Avec force grimaces et contorsions, la femme bouffon nous précède, brandissant le parapluie et lançant la jambe comme un soldat bien entraîné. La maison est disposée à la vraie manière turque, et comporte un haremlik et un sélamlik séparés. C’est dans le salon du haremlik que toute la famille du pacha est réunie, et les sœurs et belles-sœurs, blanches, roses, bleues, nous attendent sur le palier, pour nous introduire. Autour de moi, c’est un habillement, doux et joli, que je voudrais bien comprendre, et qui me rend confuse tout à coup. Je maudis ce déguisement inventé par Mélek Hanoum, et j’ai grand’peur d’être ridicule. Je ne vois pas mon amie Selma. Ses sœurs gracieuses m’entourent en riant. Elles insistent : « Oui, oui, il faut entrer au salon avec le tcharchaf, — ce sera très drôle… » On a dit à Ahmed-Riza bey que j’étais trop lasse pour sortir et que Mélek Hanoum était venue, avec une amie. L’une des jeunes sœurs me prend la main, m’attire.

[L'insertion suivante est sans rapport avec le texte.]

//! Battle engine - main entry point for running the simulation.
//!
//! A `BattleEngine` owns the ECS world, terrain, obstacles, and clock for
//! one battle session. The host drives it with `step(dt)` and reads the
//! per-frame query surface; nothing here renders.

use hecs::World;
use log::info;
use rand::SeedableRng;
use rand_pcg::Pcg32;

use crate::components::{
    Health, Position, Projectile, ProjectileKind, Team, UnitClass, UnitStatus, Vec3,
};
use crate::config::{BattleComposition, CompositionError, SimConfig};
use crate::generation::{generate_obstacles, generate_terrain, spawn_units, Obstacle};
use crate::nav::{NavGrid, Terrain};
use crate::systems::{
    projectile_system, spawn_projectiles, unit_ai_system, BattleEvent, EventQueue,
};

/// Battle lifecycle state
#[derive(Debug, Clone, Copy, PartialEq, Eq)]
pub enum BattlePhase {
    /// No battle running; entities cleared
    Menu,
    /// Simulation advancing every step
    Running,
    /// Frozen; steps are ignored and time does not advance
    Paused,
    /// One team has been eliminated
    Ended,
}

/// Result of a finished battle
#[derive(Debug, Clone, Copy, PartialEq)]
pub struct BattleOutcome {
    pub winning_team: Team,
    pub duration_seconds: f32,
}

/// Per-frame view of one unit for the presentation layer
#[derive(Debug, Clone, Copy)]
pub struct UnitSnapshot {
    pub entity: hecs::Entity,
    pub team: Team,
    pub class: UnitClass,
    pub position: Vec3,
    pub facing: f32,
    pub health_fraction: f32,
    pub status: UnitStatus,
}

/// Per-frame view of one projectile for the presentation layer
#[derive(Debug, Clone, Copy)]
pub struct ProjectileSnapshot {
    pub position: Vec3,
    pub facing: f32,
    pub velocity: Vec3,
    pub team: Team,
    pub kind: ProjectileKind,
}

/// One battle session owning all simulation state
pub struct BattleEngine {
    /// ECS world containing units and projectiles
    pub world: World,
    config: SimConfig,
    phase: BattlePhase,
    seed: u64,
    time_scale: f32,
    /// Simulated seconds since battle start
    elapsed: f32,
    terrain: Option<Terrain>,
    obstacles: Vec<Obstacle>,
    events: EventQueue,
    outcome: Option<BattleOutcome>,
}

impl BattleEngine {
    /// Create an engine in the menu state with default configuration
    pub fn new() -> Self {
        Self::with_config(SimConfig::default())
    }

    pub fn with_config(config: SimConfig) -> Self {
        Self {
            world: World::new(),
            config,
            phase: BattlePhase::Menu,
            seed: 42,
            time_scale: 1.0,
            elapsed: 0.0,
            terrain: None,
            obstacles: Vec::new(),
            events: EventQueue::new(),
            outcome: None,
        }
    }

    /// Seed used by the next `start_battle`
    pub fn set_seed(&mut self, seed: u64) {
        self.seed = seed;
    }

    pub fn seed(&self) -> u64 {
        self.seed
    }

    /// Set time scale (1.0 = real-time, 2.0 = 2x speed, 0.0 = frozen)
    pub fn set_time_scale(&mut self, scale: f32) {
        self.time_scale = scale.max(0.0);
    }

    pub fn time_scale(&self) -> f32 {
        self.time_scale
    }

    /// Toggle Running ⇄ Paused; ignored in other phases
    pub fn set_paused(&mut self, paused: bool) {
        match (self.phase, paused) {
            (BattlePhase::Running, true) => self.phase = BattlePhase::Paused,
            (BattlePhase::Paused, false) => self.phase = BattlePhase::Running,
            _ => {}
        }
    }

    pub fn phase(&self) -> BattlePhase {
        self.phase
    }

    /// Recorded result once the phase is Ended
    pub fn outcome(&self) -> Option<BattleOutcome> {
        self.outcome
    }

    pub fn elapsed_seconds(&self) -> f32 {
        self.elapsed
    }

    pub fn config(&self) -> &SimConfig {
        &self.config
    }

    /// Start a battle from a composition, replacing any previous battle.
    ///
    /// Rejects compositions where either team fields zero units, without
    /// mutating any state. Otherwise generates terrain, obstacles, and
    /// units from the current seed (fixed draw order: terrain noise, then
    /// obstacle placement, then spawn jitter) and enters Running.
    pub fn start_battle(&mut self, comp: &BattleComposition) -> Result<(), CompositionError> {
        comp.validate()?;

        self.clear_battle_entities();
        let mut rng = Pcg32::seed_from_u64(self.seed);

        let mut terrain = generate_terrain(&self.config.terrain, self.seed);
        self.obstacles = generate_obstacles(&mut terrain, &self.config.terrain, &mut rng);
        spawn_units(&mut self.world, comp, &terrain, &self.config, &mut rng);
        self.terrain = Some(terrain);

        self.elapsed = 0.0;
        self.outcome = None;
        self.phase = BattlePhase::Running;
        info!(
            "battle started: seed {}, {} vs {} units, {} obstacles",
            self.seed,
            comp.team_a.total(),
            comp.team_b.total(),
            self.obstacles.len()
        );
        Ok(())
    }

    /// Tear down the battle and return to the menu
    pub fn reset_to_menu(&mut self) {
        self.clear_battle_entities();
        self.phase = BattlePhase::Menu;
        self.outcome = None;
        self.elapsed = 0.0;
    }

    fn clear_battle_entities(&mut self) {
        self.world.clear();
        self.terrain = None;
        self.obstacles.clear();
        self.events.clear();
    }

    /// Advance the simulation by one frame.
    ///
    /// `frame_dt` is wall-clock seconds; it is scaled by the time-scale
    /// multiplier and clamped for stability. Does nothing unless Running.
    pub fn step(&mut self, frame_dt: f32) {
        if self.phase != BattlePhase::Running {
            return;
        }
        let Some(terrain) = self.terrain.as_ref() else {
            return;
        };
        let dt = (frame_dt * self.time_scale).min(SimConfig::MAX_FRAME_DT);
        self.elapsed += dt;

        let spawns = unit_ai_system(
            &mut self.world,
            terrain,
            &self.obstacles,
            &self.config,
            dt,
            &mut self.events,
        );
        spawn_projectiles(&mut self.world, spawns, &self.config.projectile);
        projectile_system(&mut self.world, &self.config.projectile, dt, &mut self.events);

        self.check_battle_end();
    }

    /// End the battle once either team has no living units. Team A's count
    /// is checked first, so simultaneous elimination goes to team B.
    fn check_battle_end(&mut self) {
        let a_alive = self.living_count(Team::A);
        let b_alive = self.living_count(Team::B);
        if a_alive == 0 || b_alive == 0 {
            let winner = if a_alive > 0 { Team::A } else { Team::B };
            let outcome = BattleOutcome {
                winning_team: winner,
                duration_seconds: self.elapsed,
            };
            self.outcome = Some(outcome);
            self.phase = BattlePhase::Ended;
            self.events.push(BattleEvent::BattleEnded {
                winner,
                duration_seconds: self.elapsed,
            });
            info!("battle ended: team {winner:?} wins after {:.2}s", self.elapsed);
        }
    }

    /// Living units on a team
    pub fn living_count(&self, team: Team) -> usize {
        self.world
            .query::<(&Team, &UnitStatus)>()
            .iter()
            .filter(|(_, (t, status))| **t == team && status.is_alive())
            .count()
    }

    /// Snapshot every unit (living and dead) for rendering
    pub fn units(&self) -> Vec<UnitSnapshot> {
        self.world
            .query::<(&Team, &UnitClass, &Position, &Health, &UnitStatus)>()
            .iter()
            .map(|(entity, (team, class, pos, health, status))| UnitSnapshot {
                entity,
                team: *team,
                class: *class,
                position: pos.world,
                facing: pos.facing,
                health_fraction: health.fraction(),
                status: *status,
            })
            .collect()
    }

    /// Snapshot every projectile in flight for rendering
    pub fn projectiles(&self) -> Vec<ProjectileSnapshot> {
        self.world
            .query::<(&Projectile, &Position)>()
            .iter()
            .map(|(_, (proj, pos))| ProjectileSnapshot {
                position: pos.world,
                facing: pos.facing,
                velocity: proj.velocity,
                team: proj.team,
                kind: proj.kind,
            })
            .collect()
    }

    /// Interpolated terrain height at world coordinates; 0 in the menu
    pub fn terrain_height(&self, x: f32, z: f32) -> f32 {
        self.terrain.as_ref().map(|t| t.height_at(x, z)).unwrap_or(0.0)
    }

    /// Navigation grid for debug overlays, once a battle has started
    pub fn nav_grid(&self) -> Option<&NavGrid> {
        self.terrain.as_ref().map(|t| &t.grid)
    }

    /// Obstacles placed for the current battle
    pub fn obstacles(&self) -> &[Obstacle] {
        &self.obstacles
    }

    /// Take all events raised since the last drain
    pub fn drain_events(&mut self) -> Vec<BattleEvent> {
        self.events.drain()
    }
}

impl Default for BattleEngine {
    fn default() -> Self {
        Self::new()
    }
}

#[cfg(test)]
mod tests {
    use super::*;
    use crate::config::TeamComposition;

    fn one_each() -> BattleComposition {
        BattleComposition::new(TeamComposition::new(1, 0, 0), TeamComposition::new(1, 0, 0))
    }

    #[test]
    fn test_engine_starts_in_menu() {
        let engine = BattleEngine::new();
        assert_eq!(engine.phase(), BattlePhase::Menu);
        assert!(engine.units().is_empty());
        assert!(engine.nav_grid().is_none());
        assert_eq!(engine.terrain_height(0.0, 0.0), 0.0);
    }

    #[test]
    fn test_empty_team_rejected_without_state_change() {
        let mut engine = BattleEngine::new();
        let bad = BattleComposition::new(TeamComposition::new(1, 1, 1), TeamComposition::default());
        let err = engine.start_battle(&bad).unwrap_err();
        assert_eq!(err, CompositionError::EmptyTeam("B"));
        assert_eq!(engine.phase(), BattlePhase::Menu);
        assert!(engine.units().is_empty());
    }

    #[test]
    fn test_start_battle_spawns_and_runs() {
        let mut engine = BattleEngine::new();
        engine.start_battle(&BattleComposition::quick_skirmish()).unwrap();
        assert_eq!(engine.phase(), BattlePhase::Running);
        assert_eq!(engine.units().len(), 20);
        assert_eq!(engine.living_count(Team::A), 10);
        assert!(engine.nav_grid().is_some());
        assert_eq!(engine.obstacles().len(), 500);
    }

    #[test]
    fn test_pause_freezes_time() {
        let mut engine = BattleEngine::new();
        engine.start_battle(&one_each()).unwrap();
        engine.step(0.016);
        let elapsed = engine.elapsed_seconds();
        assert!(elapsed > 0.0);

        engine.set_paused(true);
        assert_eq!(engine.phase(), BattlePhase::Paused);
        engine.step(0.016);
        assert_eq!(engine.elapsed_seconds(), elapsed);

        engine.set_paused(false);
        assert_eq!(engine.phase(), BattlePhase::Running);
        engine.step(0.016);
        assert!(engine.elapsed_seconds() > elapsed);
    }

    #[test]
    fn test_pause_ignored_in_menu() {
        let mut engine = BattleEngine::new();
        engine.set_paused(true);
        assert_eq!(engine.phase(), BattlePhase::Menu);
    }

    #[test]
    fn test_frame_dt_clamped() {
        let mut engine = BattleEngine::new();
        engine.start_battle(&one_each()).unwrap();
        engine.step(10.0); // a huge frame hitch
        assert!(engine.elapsed_seconds() <= SimConfig::MAX_FRAME_DT + f32::EPSILON);
    }

    #[test]
    fn test_time_scale_scales_dt() {
        let mut engine = BattleEngine::new();
        engine.start_battle(&one_each()).unwrap();
        engine.set_time_scale(2.0);
        engine.step(0.01);
        assert!((engine.elapsed_seconds() - 0.02).abs() < 1e-6);

        engine.set_time_scale(-5.0); // clamped to zero
        assert_eq!(engine.time_scale(), 0.0);
        let before = engine.elapsed_seconds();
        engine.step(0.01);
        assert_eq!(engine.elapsed_seconds(), before);
    }

    #[test]
    fn test_reset_to_menu_clears_everything() {
        let mut engine = BattleEngine::new();
        engine.start_battle(&BattleComposition::quick_skirmish()).unwrap();
        engine.step(0.016);
        engine.reset_to_menu();
        assert_eq!(engine.phase(), BattlePhase::Menu);
        assert!(engine.units().is_empty());
        assert!(engine.projectiles().is_empty());
        assert!(engine.obstacles().is_empty());
        assert_eq!(engine.elapsed_seconds(), 0.0);
        assert!(engine.outcome().is_none());
    }

    #[test]
    fn test_seed_reproduces_setup() {
        let mut a = BattleEngine::new();
        let mut b = BattleEngine::new();
        a.set_seed(1234);
        b.set_seed(1234);
        a.start_battle(&BattleComposition::quick_skirmish()).unwrap();
        b.start_battle(&BattleComposition::quick_skirmish()).unwrap();

        let units_a = a.units();
        let units_b = b.units();
        assert_eq!(units_a.len(), units_b.len());
        for (ua, ub) in units_a.iter().zip(&units_b) {
            assert_eq!(ua.position, ub.position);
            assert_eq!(ua.team, ub.team);
            assert_eq!(ua.class, ub.class);
        }
        for (oa, ob) in a.obstacles().iter().zip(b.obstacles()) {
            assert_eq!(oa.position, ob.position);
            assert_eq!(oa.kind, ob.kind);
        }
    }
}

Un grand salon, luxueux et chaud, vivement éclairé, des bois dorés, des soieries… Sur le divan, entre les deux fenêtres, une dame âgée, au visage énergique, intelligent, bienveillant ; sous le réseau des rides fines. C’est l’âme de la maison, la mère et l’aïeule très chérie, divinité familiale qu’entoure un culte pieux Ses filles et petites-filles sont tendrement groupées autour d’elle, et à quelques pas, son fils, debout, accueille les visiteuses.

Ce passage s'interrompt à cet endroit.